Ursache in Niedersachsen
Millionen Menschen saßen im Dunklen oder in Fahrstühlen fest. Als Ursache vermutet der Energieversorger E.ON, dass die absichtliche Abschaltung einer 380 Kilovolt Hochspannungsleitung über den Fluss Ems in Niedersachsen das Chaos ausgelöst haben könnte. Das Vorstandsmitglied von E.ON Energie, Klaus-Dieter Maubach, sagte, es sei durch die Abschaltung bei anderen Leitungen entgegen den Erwartungen zu Überlastungen gekommen, die sich kaskadenartig fortgesetzt hätten. Maubach betonte: "Die Netze sind in einem guten Zustand." Zudem würde E.ON in den nächsten Jahren 2,8 Milliarden Euro in das Netz investieren. Er hätte sich gewünscht, dass sich Gabriel
vor seinen Äußerungen über den Sachstand informiert hätte, betonte Maubach.

Bundesumweltminister Gabriel hatte den Stromkonzernen in einem Interview vorgeworfen, dass die Unternehmen erst im Rahmen der Verhandlungen mit der Bundesregierung und erst seit ein paar Wochen bereit zu stärkeren Investitionen gewesen seien. Seit Jahren sei klar, dass 850 Kilometer Netz ausgebaut werden müssten. "Das haben sie nicht getan", sagte Gabriel im ZDF-Morgenmagazin. Jetzt seien ein Infrastrukturbeschleunigungsgesetz gemacht und Verhandlungen mit den Energiekonzernen geführt worden. Nun seien die Stromkonzerne zwar zu Investitionen bereit. Freiwillig sei dies aber nicht geschehen, unterstrich Gabriel.
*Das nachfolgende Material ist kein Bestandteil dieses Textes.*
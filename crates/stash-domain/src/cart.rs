use anyhow::Result;
use async_trait::async_trait;
use stash_storage::SecureStorage;
use tracing::instrument;

use crate::{
    catalogue::{RecordSpec, DAY_MS, HOUR_MS},
    models::{BillingSnapshot, CartState, PurchaseRecord},
    OwnedRecords,
};

pub const CART_STATE: RecordSpec = RecordSpec::durable("cartState", DAY_MS);
pub const PURCHASE_HISTORY: RecordSpec = RecordSpec::durable("purchaseHistory", 30 * DAY_MS);
pub const BILLING_SNAPSHOT: RecordSpec = RecordSpec::session("billingSnapshot", HOUR_MS);

/// Every record the cart adapter owns.
pub const CART_RECORDS: &[RecordSpec] = &[CART_STATE, PURCHASE_HISTORY, BILLING_SNAPSHOT];

/// Cart and checkout state over `SecureStorage`.
#[derive(Clone)]
pub struct CartStorage {
    storage: SecureStorage,
}

impl CartStorage {
    pub fn new(storage: SecureStorage) -> Self {
        Self { storage }
    }

    pub async fn get_cart_state(&self) -> Result<Option<CartState>> {
        CART_STATE.load(&self.storage).await
    }

    #[instrument(skip_all)]
    pub async fn save_cart_state(&self, state: &CartState) -> Result<()> {
        CART_STATE.save(&self.storage, state).await
    }

    pub async fn clear_cart_state(&self) -> Result<()> {
        CART_STATE.clear(&self.storage).await
    }

    pub async fn get_billing_snapshot(&self) -> Result<Option<BillingSnapshot>> {
        BILLING_SNAPSHOT.load(&self.storage).await
    }

    #[instrument(skip_all)]
    pub async fn save_billing_snapshot(&self, snapshot: &BillingSnapshot) -> Result<()> {
        BILLING_SNAPSHOT.save(&self.storage, snapshot).await
    }

    pub async fn clear_billing_snapshot(&self) -> Result<()> {
        BILLING_SNAPSHOT.clear(&self.storage).await
    }

    /// Purchases newest last; empty when nothing is stored.
    pub async fn get_purchase_history(&self) -> Result<Vec<PurchaseRecord>> {
        Ok(PURCHASE_HISTORY
            .load(&self.storage)
            .await?
            .unwrap_or_default())
    }

    pub async fn save_purchase_history(&self, history: &[PurchaseRecord]) -> Result<()> {
        PURCHASE_HISTORY.save(&self.storage, history).await
    }

    /// Append one purchase to the stored history.
    #[instrument(skip_all, fields(order_id = %purchase.order_id))]
    pub async fn add_purchase(&self, purchase: PurchaseRecord) -> Result<()> {
        let mut history = self.get_purchase_history().await?;
        history.retain(|existing| existing.order_id != purchase.order_id);
        history.push(purchase);
        self.save_purchase_history(&history).await
    }

    pub async fn clear_purchase_history(&self) -> Result<()> {
        PURCHASE_HISTORY.clear(&self.storage).await
    }

    /// Remove every cart-owned record, leaving other adapters' data alone.
    #[instrument(skip_all)]
    pub async fn clear_cart_data(&self) -> Result<()> {
        for record in CART_RECORDS {
            record.clear(&self.storage).await?;
        }
        Ok(())
    }
}

#[async_trait]
impl OwnedRecords for CartStorage {
    fn name(&self) -> &'static str {
        "cart"
    }

    async fn clear_all(&self) -> Result<()> {
        self.clear_cart_data().await
    }
}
Steigendes Gewinne - zögerliche Investitionen
Der Staatssekretär im Bundesumweltministerium, Müller sagte am Montag: „Wir brauchen umgehend einen Bericht über die nationale Leistungsfähigkeit der Netze. Die Netzbetreiber müssen dazu einen detaillierten Gesamtbericht vorlegen." Die Konzerne müssten die Frage beantworten wie die Netze gerüstet sind, um Versorgungssicherheit und Stabilität zu gewährleisten. Es könne nicht sein, dass die Netzbetreiber immer höhere Gewinne machten, die nötigen Investitionen jedoch nur zögerlich vorankämen. Es gebe ein eklatantes Missverhältnis zwischen den Gewinnen der Netzbetreiber und ihren Kosten. Von der Bundesnetzagentur wisse man, dass die Netzgebühren weit überhöht seien.
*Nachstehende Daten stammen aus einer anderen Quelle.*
//! opreg - resource operation registry
//!
//! Cloud adapters register the operations they can perform on a kind of
//! resource ("reboot a compute instance on aws"), optionally guarded by a
//! target criteria evaluated against the live resource state. Clients then
//! ask which operations currently apply to a given resource.
//!
//! ```ignore
//! use std::sync::Arc;
//! use opreg::{MemoryStore, OperationQuery, OperationRegistry, Resolver, StoreCollaborators};
//!
//! let store = MemoryStore::new();
//! let collaborators = Arc::new(StoreCollaborators::new(store.clone()));
//! let registry = OperationRegistry::new(Arc::new(store.clone()));
//! let query = OperationQuery::new(
//!     Resolver::new(Arc::new(store), collaborators.clone()),
//!     collaborators,
//! );
//! ```

pub mod api;
pub mod config;
pub mod criteria;
pub mod error;
pub mod extension;
pub mod query;
pub mod registry;
pub mod remote;
pub mod resolver;
pub mod resource;
pub mod spec;
pub mod store;

pub use criteria::{is_available, Criteria};
pub use error::{CodecError, Error, EvaluationError, Result};
pub use extension::{Decoded, Extension, ExtensionDispatcher};
pub use query::OperationQuery;
pub use registry::OperationRegistry;
pub use remote::RemoteStore;
pub use resolver::Resolver;
pub use resource::{
    Endpoint, EndpointLookup, ResourceAccess, ResourceState, StoreCollaborators,
};
pub use spec::{identity_of, self_link_for, ResourceOperationSpec, ResourceType};
pub use store::{DocumentStore, FieldMatch, FileStore, MemoryStore};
„Das ist nicht akzeptabel"
Künast warf den Energieversorgern vor, trotz reichlicher Profite nur wenig für die Verbraucher zu tun. „Unsere hohen Netzgebühren und damit auch die Strompreise werden immer mit der hohen Netzsicherheit begründet", sagte die ehemalige Verbraucherschutzministerin. „Wenn Netzfehler oder mangelhafter Betrieb Ursache des Stromausfalls sind, ist das ein weiteres Indiz dafür, dass die Begründung der Energiekonzerne nicht trägt."
Kelber verwies auf Berechnungen unter anderem des Verbandes der Elektrotechnik (VDE). Danach seien die Netzinvestitionen seit den achtziger Jahren um 40 Prozent zurückgegangen. Die Stromausfallzeiten seien seitdem von durchschnittlich 15 Minuten auf 23 Minuten im Jahr gestiegen. „Das ist nicht akzeptabel", kritisierte Kelber.
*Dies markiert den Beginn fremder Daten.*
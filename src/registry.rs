//! Operation Registry
//!
//! Idempotent upsert of operation specs into the document store. The storage
//! key is derived from the spec's identity, so registering the same
//! `(endpoint_type, resource_type, operation)` twice replaces the first entry
//! instead of adding a second one. Re-registration with different non-key
//! fields is last-write-wins.

use std::sync::Arc;

use chrono::Utc;

use crate::criteria::Criteria;
use crate::error::Result;
use crate::spec::{self_link_for, ResourceOperationSpec};
use crate::store::DocumentStore;

#[derive(Clone)]
pub struct OperationRegistry {
    store: Arc<dyn DocumentStore>,
}

impl OperationRegistry {
    pub fn new(store: Arc<dyn DocumentStore>) -> Self {
        Self { store }
    }

    pub fn store(&self) -> &Arc<dyn DocumentStore> {
        &self.store
    }

    /// Validate, stamp identity and upsert. Returns the stored spec.
    pub async fn register(&self, spec: ResourceOperationSpec) -> Result<ResourceOperationSpec> {
        spec.validate()?;

        let identity = spec.computed_identity();
        let link = self_link_for(&identity);

        if let Some(criteria) = spec.target_criteria.as_deref() {
            if let Err(err) = Criteria::parse(criteria) {
                tracing::warn!(
                    "spec {}/{}/{} registered with criteria that will not evaluate: {}",
                    spec.endpoint_type,
                    spec.resource_type,
                    spec.operation,
                    err
                );
            }
        }

        if let Some(existing) = self.store.get(&link).await? {
            match serde_json::from_value::<ResourceOperationSpec>(existing) {
                Ok(existing) if !existing.same_content(&spec) => {
                    tracing::warn!("overwriting spec {} with changed content", link);
                }
                Ok(_) => tracing::debug!("re-registering unchanged spec {}", link),
                Err(e) => tracing::warn!("replacing unreadable spec document {}: {}", link, e),
            }
        }

        let mut spec = spec;
        spec.identity = Some(identity);
        spec.document_self_link = Some(link.clone());
        spec.document_update_time = Some(Utc::now());

        let stored = self.store.put(&link, serde_json::to_value(&spec)?).await?;
        let stored: ResourceOperationSpec = serde_json::from_value(stored)?;

        tracing::info!(
            "registered operation {} for {}/{} at {}",
            stored.operation,
            stored.endpoint_type,
            stored.resource_type,
            link
        );

        Ok(stored)
    }

    /// Register every spec, stopping at the first failure
    pub async fn register_all<I>(&self, specs: I) -> Result<Vec<ResourceOperationSpec>>
    where
        I: IntoIterator<Item = ResourceOperationSpec>,
    {
        let mut stored = Vec::new();
        for spec in specs {
            stored.push(self.register(spec).await?);
        }
        Ok(stored)
    }
}

#[cfg(test)]
mod tests {
    use super::*;
    use crate::error::Error;
    use crate::spec::{FACTORY_LINK, ResourceType};
    use crate::store::MemoryStore;

    fn registry() -> (OperationRegistry, MemoryStore) {
        let store = MemoryStore::new();
        (OperationRegistry::new(Arc::new(store.clone())), store)
    }

    fn reboot() -> ResourceOperationSpec {
        ResourceOperationSpec::new("aws", ResourceType::Compute, "reboot")
            .with_name("Reboot")
            .with_adapter_reference("http://adapters/aws/reboot")
    }

    #[tokio::test]
    async fn test_register_stamps_identity() {
        let (registry, _) = registry();
        let stored = registry.register(reboot()).await.unwrap();

        let identity = stored.identity.clone().unwrap();
        assert_eq!(identity, reboot().computed_identity());
        assert_eq!(
            stored.document_self_link.as_deref(),
            Some(format!("{}/{}", FACTORY_LINK, identity).as_str())
        );
        assert!(stored.document_update_time.is_some());
    }

    #[tokio::test]
    async fn test_register_is_idempotent() {
        let (registry, store) = registry();
        let first = registry.register(reboot()).await.unwrap();
        let second = registry.register(reboot()).await.unwrap();

        assert_eq!(first.identity, second.identity);
        assert_eq!(store.len().await, 1);
    }

    #[tokio::test]
    async fn test_last_write_wins() {
        let (registry, store) = registry();
        registry.register(reboot()).await.unwrap();
        let updated = registry
            .register(reboot().with_description("now with grace period"))
            .await
            .unwrap();

        assert_eq!(store.len().await, 1);
        let link = updated.document_self_link.unwrap();
        let doc = store.get(&link).await.unwrap().unwrap();
        assert_eq!(doc["description"], "now with grace period");
    }

    #[tokio::test]
    async fn test_register_accepts_matching_identity() {
        let (registry, _) = registry();
        let mut spec = reboot();
        spec.identity = Some(spec.computed_identity());
        assert!(registry.register(spec).await.is_ok());
    }

    #[tokio::test]
    async fn test_register_rejects_invalid() {
        let (registry, store) = registry();

        let mut spec = reboot();
        spec.adapter_reference = None;
        assert!(matches!(registry.register(spec).await, Err(Error::Validation(_))));

        let mut spec = reboot();
        spec.identity = Some("not-the-identity".to_string());
        assert!(matches!(registry.register(spec).await, Err(Error::Validation(_))));

        assert!(store.is_empty().await);
    }

    #[tokio::test]
    async fn test_malformed_criteria_still_registers() {
        let (registry, _) = registry();
        let stored = registry
            .register(reboot().with_target_criteria("resource.cpuCount =="))
            .await
            .unwrap();
        assert_eq!(stored.target_criteria.as_deref(), Some("resource.cpuCount =="));
    }

    #[tokio::test]
    async fn test_register_all() {
        let (registry, store) = registry();
        let specs = vec![
            reboot(),
            ResourceOperationSpec::new("aws", ResourceType::Compute, "resize")
                .with_adapter_reference("http://adapters/aws/resize"),
        ];
        let stored = registry.register_all(specs).await.unwrap();
        assert_eq!(stored.len(), 2);
        assert_eq!(store.len().await, 2);
    }
}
Der Chef des Bundes der Energieverbraucher, Aribert Peters, sagte: „Die Versorgungssicherheit ist nicht mehr gewährleistet." Sein Verband weise seit langem darauf hin, dass die Netze marode seien. An einem „normalen Novembertag" sei die Belastung nicht so hoch, dass es zu einer solchen Panne kommen dürfe. Das Netz müsse in der Lage sein, ganz anderen Wetterbedingungen stand zu halten. „Dass es jetzt schon zusammengebrochen ist, lässt nichts Gutes ahnen", sagte Peters.

DIW-Energieexpertin Claudia Kemfert, forderte, die Energiekonzerne müssten die Netze besser ausbauen. „Wir brauchen eine Europäische Aufsichtsbehörde, die das Stromnetz managt", sagte sie. Stromausfälle mit Kettenreaktionen seien etwas, was in Europa gar nicht passieren dürfe.
Der Chef des Berliner Energieforschungsinstituts EEFA, Bernhard Hillebrand, sagte: „Vor allem wegen der unkoordinierten, stetig zunehmenden Einspeisung regenerativer Energien ins Netz sind häufigere Stromausfälle nicht auszuschließen." Regenerative Energiequellen sollten deshalb in absehbarer Zeit wie konventionelle Stromanbieter dazu angehalten werden, Strom nur dann einspeisen, wenn er gebraucht wird. Überschüssige Energie müssten sie dann etwa in Pumpspeicherwerken lagern.